Among the records below, count the lines where "task" occurs, and report that total alone.

++++++

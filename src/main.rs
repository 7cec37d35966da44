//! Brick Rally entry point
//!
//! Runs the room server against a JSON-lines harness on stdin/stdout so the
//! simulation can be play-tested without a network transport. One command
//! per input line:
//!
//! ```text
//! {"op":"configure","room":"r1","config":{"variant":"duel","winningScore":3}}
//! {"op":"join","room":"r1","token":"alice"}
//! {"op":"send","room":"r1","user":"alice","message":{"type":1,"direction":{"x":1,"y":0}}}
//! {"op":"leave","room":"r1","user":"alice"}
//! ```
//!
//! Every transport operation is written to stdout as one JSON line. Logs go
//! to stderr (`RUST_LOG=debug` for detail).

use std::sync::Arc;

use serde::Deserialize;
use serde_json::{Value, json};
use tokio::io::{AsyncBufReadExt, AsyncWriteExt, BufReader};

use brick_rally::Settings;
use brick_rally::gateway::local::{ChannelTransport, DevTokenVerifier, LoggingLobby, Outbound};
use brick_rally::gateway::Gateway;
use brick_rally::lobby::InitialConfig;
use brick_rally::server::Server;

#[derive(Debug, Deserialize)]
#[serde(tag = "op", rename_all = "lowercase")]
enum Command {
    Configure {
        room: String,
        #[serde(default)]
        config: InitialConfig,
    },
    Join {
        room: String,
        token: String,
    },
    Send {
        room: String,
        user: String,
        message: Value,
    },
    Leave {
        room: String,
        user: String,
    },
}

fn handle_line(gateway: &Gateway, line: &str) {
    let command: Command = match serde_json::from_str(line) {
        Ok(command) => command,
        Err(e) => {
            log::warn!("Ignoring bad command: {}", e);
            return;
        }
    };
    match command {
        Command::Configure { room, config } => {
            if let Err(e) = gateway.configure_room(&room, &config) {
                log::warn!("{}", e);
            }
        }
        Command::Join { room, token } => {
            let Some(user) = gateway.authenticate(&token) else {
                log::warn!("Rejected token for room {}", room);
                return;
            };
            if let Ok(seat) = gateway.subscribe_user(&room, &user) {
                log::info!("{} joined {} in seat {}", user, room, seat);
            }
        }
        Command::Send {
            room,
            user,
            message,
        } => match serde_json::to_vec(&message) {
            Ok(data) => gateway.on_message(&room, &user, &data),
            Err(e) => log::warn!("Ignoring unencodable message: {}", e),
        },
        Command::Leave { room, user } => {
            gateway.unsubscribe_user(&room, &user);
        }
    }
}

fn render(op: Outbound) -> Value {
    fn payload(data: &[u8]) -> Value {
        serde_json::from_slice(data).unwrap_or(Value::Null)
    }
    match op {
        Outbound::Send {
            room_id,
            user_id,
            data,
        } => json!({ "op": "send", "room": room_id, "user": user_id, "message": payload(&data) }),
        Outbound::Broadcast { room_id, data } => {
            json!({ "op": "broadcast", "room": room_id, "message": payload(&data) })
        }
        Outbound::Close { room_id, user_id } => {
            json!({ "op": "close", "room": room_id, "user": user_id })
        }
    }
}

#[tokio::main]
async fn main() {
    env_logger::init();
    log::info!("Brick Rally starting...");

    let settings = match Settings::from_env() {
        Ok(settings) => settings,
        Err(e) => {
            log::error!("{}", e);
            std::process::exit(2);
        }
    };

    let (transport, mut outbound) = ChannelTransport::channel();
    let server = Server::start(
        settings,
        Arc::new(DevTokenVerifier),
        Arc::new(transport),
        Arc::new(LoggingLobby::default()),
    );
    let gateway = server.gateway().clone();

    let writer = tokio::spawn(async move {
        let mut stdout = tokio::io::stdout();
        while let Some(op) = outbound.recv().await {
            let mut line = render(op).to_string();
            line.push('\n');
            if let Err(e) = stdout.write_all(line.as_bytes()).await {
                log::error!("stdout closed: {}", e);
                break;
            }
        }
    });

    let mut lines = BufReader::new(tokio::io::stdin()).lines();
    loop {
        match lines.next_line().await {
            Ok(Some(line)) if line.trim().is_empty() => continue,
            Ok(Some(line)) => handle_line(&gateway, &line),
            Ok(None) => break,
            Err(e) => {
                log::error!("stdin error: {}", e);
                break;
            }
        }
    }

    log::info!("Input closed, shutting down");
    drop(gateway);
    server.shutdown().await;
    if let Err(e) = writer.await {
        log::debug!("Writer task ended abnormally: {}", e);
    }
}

++++++

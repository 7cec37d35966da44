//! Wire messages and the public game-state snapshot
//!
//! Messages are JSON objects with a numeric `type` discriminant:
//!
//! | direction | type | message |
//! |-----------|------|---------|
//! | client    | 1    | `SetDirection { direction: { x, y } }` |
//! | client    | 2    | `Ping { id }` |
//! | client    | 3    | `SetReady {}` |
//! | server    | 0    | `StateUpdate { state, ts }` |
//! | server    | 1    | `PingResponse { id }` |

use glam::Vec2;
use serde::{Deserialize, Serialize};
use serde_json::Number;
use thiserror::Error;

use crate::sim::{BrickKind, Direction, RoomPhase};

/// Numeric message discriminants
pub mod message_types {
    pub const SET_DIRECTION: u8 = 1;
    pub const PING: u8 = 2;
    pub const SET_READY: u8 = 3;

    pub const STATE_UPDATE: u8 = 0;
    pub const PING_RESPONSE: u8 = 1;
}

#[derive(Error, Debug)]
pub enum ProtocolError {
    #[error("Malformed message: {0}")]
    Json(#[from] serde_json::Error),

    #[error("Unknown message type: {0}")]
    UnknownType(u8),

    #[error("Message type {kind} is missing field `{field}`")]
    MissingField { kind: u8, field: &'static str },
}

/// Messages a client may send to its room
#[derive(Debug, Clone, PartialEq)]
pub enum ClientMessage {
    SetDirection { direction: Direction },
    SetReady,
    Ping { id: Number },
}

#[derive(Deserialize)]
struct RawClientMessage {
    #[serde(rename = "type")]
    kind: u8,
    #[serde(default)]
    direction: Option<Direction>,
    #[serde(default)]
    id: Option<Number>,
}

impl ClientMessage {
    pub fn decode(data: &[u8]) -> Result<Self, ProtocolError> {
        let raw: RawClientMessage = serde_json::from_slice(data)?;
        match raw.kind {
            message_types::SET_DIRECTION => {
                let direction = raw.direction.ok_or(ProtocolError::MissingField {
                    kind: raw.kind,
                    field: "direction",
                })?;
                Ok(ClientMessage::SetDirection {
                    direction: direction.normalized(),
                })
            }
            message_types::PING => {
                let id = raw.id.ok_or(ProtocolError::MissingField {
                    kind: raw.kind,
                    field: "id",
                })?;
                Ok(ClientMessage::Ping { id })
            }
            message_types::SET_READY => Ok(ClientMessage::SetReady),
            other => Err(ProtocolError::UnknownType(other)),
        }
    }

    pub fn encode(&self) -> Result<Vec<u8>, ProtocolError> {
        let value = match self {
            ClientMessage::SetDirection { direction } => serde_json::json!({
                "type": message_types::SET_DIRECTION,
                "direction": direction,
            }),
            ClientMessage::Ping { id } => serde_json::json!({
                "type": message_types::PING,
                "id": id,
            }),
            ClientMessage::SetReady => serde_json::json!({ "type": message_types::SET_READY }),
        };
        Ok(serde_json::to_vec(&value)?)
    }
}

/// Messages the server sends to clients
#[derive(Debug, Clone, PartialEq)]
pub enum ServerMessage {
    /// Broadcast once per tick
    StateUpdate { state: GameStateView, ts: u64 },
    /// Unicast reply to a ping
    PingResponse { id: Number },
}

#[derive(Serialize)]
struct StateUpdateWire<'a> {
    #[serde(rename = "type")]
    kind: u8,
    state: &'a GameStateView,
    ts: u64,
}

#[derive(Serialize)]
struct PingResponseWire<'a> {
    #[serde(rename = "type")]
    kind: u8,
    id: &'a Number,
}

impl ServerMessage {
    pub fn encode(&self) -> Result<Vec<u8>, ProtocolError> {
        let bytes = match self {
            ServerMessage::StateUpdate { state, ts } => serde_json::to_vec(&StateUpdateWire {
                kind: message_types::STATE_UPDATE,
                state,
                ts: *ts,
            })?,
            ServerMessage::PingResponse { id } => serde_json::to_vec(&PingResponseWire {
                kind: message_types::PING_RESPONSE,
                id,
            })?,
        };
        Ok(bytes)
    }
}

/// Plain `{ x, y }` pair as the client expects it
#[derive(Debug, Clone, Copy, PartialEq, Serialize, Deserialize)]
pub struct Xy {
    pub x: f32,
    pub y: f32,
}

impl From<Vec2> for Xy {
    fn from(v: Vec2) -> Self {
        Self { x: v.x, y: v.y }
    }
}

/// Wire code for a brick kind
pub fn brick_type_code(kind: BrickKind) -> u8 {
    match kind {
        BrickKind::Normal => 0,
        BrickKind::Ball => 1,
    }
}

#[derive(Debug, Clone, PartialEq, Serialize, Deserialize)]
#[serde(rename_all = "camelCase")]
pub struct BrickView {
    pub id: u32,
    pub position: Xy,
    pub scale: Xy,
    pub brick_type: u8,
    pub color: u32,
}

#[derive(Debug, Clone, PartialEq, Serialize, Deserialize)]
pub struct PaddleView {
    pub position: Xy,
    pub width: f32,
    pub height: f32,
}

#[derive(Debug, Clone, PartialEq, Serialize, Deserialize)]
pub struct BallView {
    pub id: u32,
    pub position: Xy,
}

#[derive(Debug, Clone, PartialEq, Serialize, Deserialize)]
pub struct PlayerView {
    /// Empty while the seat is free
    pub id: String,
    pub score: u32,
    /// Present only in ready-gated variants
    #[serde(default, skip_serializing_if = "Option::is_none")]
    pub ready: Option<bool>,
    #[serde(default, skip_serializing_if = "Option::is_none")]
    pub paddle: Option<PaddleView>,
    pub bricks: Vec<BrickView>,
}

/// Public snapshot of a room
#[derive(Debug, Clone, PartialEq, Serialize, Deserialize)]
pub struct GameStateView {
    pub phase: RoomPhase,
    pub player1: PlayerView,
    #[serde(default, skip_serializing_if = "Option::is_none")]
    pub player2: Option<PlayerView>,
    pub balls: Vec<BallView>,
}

++++++

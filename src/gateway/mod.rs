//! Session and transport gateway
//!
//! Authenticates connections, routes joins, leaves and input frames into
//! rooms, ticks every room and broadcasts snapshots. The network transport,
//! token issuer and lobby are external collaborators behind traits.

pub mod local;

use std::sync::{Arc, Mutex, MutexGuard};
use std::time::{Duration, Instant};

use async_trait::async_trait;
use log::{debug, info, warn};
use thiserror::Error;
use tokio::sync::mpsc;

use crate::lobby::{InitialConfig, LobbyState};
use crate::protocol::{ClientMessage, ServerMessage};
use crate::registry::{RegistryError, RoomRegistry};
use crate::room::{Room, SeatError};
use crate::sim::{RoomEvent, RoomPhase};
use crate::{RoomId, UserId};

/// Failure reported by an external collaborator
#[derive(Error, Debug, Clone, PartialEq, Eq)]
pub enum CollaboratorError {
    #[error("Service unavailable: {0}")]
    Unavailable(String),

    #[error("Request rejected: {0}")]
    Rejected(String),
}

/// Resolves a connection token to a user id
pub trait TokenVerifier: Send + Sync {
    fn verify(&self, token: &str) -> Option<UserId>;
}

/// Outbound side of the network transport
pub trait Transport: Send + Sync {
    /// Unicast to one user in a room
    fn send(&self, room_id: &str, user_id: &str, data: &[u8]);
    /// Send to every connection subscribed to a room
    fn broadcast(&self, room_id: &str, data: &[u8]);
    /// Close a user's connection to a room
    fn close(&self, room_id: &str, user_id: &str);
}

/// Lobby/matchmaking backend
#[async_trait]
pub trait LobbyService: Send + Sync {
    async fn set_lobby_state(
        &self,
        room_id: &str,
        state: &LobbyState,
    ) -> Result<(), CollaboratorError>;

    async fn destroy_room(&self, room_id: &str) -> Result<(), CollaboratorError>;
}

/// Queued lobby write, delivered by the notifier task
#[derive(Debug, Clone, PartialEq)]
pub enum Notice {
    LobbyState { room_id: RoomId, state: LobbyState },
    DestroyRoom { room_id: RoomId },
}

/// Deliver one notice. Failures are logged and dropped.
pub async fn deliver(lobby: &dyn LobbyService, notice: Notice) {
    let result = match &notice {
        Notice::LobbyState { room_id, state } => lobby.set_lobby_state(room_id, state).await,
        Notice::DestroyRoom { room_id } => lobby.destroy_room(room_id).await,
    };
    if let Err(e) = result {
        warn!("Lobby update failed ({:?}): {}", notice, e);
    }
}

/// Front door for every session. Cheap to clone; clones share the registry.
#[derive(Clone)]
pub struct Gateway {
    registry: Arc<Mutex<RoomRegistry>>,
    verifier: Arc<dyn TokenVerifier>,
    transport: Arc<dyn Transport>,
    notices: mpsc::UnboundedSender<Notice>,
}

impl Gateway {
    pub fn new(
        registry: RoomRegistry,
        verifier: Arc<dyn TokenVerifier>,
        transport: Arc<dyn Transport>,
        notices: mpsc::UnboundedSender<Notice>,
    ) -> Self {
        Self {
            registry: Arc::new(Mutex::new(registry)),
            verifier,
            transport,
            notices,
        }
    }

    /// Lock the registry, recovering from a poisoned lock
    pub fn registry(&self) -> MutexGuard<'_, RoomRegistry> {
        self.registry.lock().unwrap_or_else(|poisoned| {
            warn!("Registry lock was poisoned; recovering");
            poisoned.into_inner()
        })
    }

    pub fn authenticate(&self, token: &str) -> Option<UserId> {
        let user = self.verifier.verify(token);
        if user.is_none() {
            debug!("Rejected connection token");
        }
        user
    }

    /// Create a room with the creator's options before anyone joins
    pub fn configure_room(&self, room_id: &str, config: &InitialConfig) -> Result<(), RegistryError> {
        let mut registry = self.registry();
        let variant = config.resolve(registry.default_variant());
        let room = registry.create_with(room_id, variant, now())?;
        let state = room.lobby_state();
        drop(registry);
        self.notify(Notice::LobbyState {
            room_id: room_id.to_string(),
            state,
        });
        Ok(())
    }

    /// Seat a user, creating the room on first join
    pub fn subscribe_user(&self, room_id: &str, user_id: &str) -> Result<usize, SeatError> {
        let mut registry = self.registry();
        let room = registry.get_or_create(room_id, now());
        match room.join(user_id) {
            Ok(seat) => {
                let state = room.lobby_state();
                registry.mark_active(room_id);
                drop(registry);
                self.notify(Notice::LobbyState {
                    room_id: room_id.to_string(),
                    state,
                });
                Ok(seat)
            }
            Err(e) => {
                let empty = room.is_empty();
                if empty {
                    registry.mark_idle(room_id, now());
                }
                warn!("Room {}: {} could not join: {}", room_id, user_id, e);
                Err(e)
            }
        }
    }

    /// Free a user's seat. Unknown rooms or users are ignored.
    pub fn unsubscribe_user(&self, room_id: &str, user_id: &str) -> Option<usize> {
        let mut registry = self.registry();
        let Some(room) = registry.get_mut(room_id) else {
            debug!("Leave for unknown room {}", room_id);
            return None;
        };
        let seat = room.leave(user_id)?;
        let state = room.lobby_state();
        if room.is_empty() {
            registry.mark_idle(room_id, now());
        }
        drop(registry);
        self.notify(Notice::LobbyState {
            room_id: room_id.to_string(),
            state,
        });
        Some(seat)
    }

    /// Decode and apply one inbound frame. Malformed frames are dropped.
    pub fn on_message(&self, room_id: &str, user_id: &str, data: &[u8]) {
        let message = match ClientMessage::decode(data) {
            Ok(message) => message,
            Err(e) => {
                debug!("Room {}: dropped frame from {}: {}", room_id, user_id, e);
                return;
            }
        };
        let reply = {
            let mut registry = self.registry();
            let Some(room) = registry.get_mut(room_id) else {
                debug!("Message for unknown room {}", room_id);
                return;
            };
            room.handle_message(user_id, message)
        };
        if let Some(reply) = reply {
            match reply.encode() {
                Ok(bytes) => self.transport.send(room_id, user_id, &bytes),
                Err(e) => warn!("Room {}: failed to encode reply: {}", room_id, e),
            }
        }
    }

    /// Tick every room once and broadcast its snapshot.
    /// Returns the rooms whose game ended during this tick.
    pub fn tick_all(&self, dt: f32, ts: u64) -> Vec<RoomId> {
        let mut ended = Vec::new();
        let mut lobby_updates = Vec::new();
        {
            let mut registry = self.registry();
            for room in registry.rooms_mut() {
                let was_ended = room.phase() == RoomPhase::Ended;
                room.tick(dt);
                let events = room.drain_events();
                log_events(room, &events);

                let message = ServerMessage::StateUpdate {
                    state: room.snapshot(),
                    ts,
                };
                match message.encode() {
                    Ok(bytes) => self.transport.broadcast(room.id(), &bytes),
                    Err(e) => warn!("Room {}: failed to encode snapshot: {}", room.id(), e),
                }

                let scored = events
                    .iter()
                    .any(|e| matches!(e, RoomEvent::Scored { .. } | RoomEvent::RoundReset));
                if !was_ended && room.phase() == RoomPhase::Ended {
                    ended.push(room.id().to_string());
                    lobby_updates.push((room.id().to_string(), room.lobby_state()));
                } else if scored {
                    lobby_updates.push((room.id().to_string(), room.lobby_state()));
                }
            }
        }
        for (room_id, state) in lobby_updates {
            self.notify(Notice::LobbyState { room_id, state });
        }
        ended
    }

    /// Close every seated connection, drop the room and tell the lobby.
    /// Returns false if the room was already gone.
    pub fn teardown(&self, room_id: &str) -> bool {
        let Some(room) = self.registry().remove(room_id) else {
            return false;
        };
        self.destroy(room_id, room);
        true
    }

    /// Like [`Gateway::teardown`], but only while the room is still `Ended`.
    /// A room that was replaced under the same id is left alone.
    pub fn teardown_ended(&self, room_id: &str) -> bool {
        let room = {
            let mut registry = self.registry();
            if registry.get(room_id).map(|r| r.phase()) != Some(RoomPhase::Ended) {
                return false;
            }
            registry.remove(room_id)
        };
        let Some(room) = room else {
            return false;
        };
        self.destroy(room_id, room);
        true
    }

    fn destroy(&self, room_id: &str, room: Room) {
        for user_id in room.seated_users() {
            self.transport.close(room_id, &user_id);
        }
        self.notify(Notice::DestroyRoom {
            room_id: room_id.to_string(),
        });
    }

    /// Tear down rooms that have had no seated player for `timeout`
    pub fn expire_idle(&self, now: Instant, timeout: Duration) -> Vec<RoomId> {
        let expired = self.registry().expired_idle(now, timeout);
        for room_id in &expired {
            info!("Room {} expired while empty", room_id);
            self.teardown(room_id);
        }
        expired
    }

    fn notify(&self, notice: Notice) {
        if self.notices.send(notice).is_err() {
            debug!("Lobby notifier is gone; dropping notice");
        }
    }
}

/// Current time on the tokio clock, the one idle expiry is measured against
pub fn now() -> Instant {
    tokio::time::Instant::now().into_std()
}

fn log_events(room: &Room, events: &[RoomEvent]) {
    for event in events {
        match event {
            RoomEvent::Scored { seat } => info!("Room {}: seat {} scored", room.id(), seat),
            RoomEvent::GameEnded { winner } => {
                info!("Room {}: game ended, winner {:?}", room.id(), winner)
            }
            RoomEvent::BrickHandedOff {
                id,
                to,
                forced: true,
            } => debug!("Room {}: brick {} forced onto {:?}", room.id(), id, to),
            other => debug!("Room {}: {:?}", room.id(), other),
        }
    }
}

++++++

Written solution: 2